Extracted data
Content starts
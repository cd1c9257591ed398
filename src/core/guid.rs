use serde::{Deserialize, Serialize};
use std::fmt;

/// High 16 bits of a guid name the object family.
#[derive(Debug, Clone, Copy, PartialEq, Eq, Hash)]
pub enum HighGuid {
    Player,
    Item,
    GameObject,
    Unit,
    Pet,
    Vehicle,
    Corpse,
    Other(u16),
}

impl HighGuid {
    fn from_raw(high: u16) -> Self {
        match high {
            0x0000 => HighGuid::Player,
            0x4000 => HighGuid::Item,
            0xF110 => HighGuid::GameObject,
            0xF130 => HighGuid::Unit,
            0xF140 => HighGuid::Pet,
            0xF150 => HighGuid::Vehicle,
            0xF101 => HighGuid::Corpse,
            other => HighGuid::Other(other),
        }
    }

    fn raw(self) -> u16 {
        match self {
            HighGuid::Player => 0x0000,
            HighGuid::Item => 0x4000,
            HighGuid::GameObject => 0xF110,
            HighGuid::Unit => 0xF130,
            HighGuid::Pet => 0xF140,
            HighGuid::Vehicle => 0xF150,
            HighGuid::Corpse => 0xF101,
            HighGuid::Other(raw) => raw,
        }
    }
}

/// 64-bit object identity as it travels on the wire.
#[derive(Debug, Clone, Copy, PartialEq, Eq, Hash, PartialOrd, Ord, Default, Serialize, Deserialize)]
pub struct ObjectGuid(u64);

impl ObjectGuid {
    pub const EMPTY: ObjectGuid = ObjectGuid(0);

    pub const fn from_raw(raw: u64) -> Self {
        ObjectGuid(raw)
    }

    /// Compose a guid from its family and low counter.
    pub fn new(high: HighGuid, low: u32) -> Self {
        ObjectGuid(((high.raw() as u64) << 48) | low as u64)
    }

    pub const fn raw(self) -> u64 {
        self.0
    }

    pub fn is_empty(self) -> bool {
        self.0 == 0
    }

    pub fn high(self) -> HighGuid {
        HighGuid::from_raw((self.0 >> 48) as u16)
    }

    pub fn counter(self) -> u32 {
        (self.0 & 0xFFFF_FFFF) as u32
    }

    pub fn is_player(self) -> bool {
        !self.is_empty() && self.high() == HighGuid::Player
    }

    pub fn is_vehicle(self) -> bool {
        self.high() == HighGuid::Vehicle
    }

    pub fn is_creature_or_vehicle(self) -> bool {
        matches!(self.high(), HighGuid::Unit | HighGuid::Vehicle)
    }
}

impl fmt::Display for ObjectGuid {
    fn fmt(&self, f: &mut fmt::Formatter<'_>) -> fmt::Result {
        write!(f, "{:?}#{:#x}", self.high(), self.0)
    }
}

impl From<ObjectGuid> for u64 {
    fn from(guid: ObjectGuid) -> u64 {
        guid.0
    }
}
Content ends
The task
Copy out each line of the entries that holds "PartialEq".

Result below
#[derive(Debug, Clone, Copy, PartialEq, Eq, Hash)]
#[derive(Debug, Clone, Copy, PartialEq, Eq, Hash, PartialOrd, Ord, Default, Serialize, Deserialize)]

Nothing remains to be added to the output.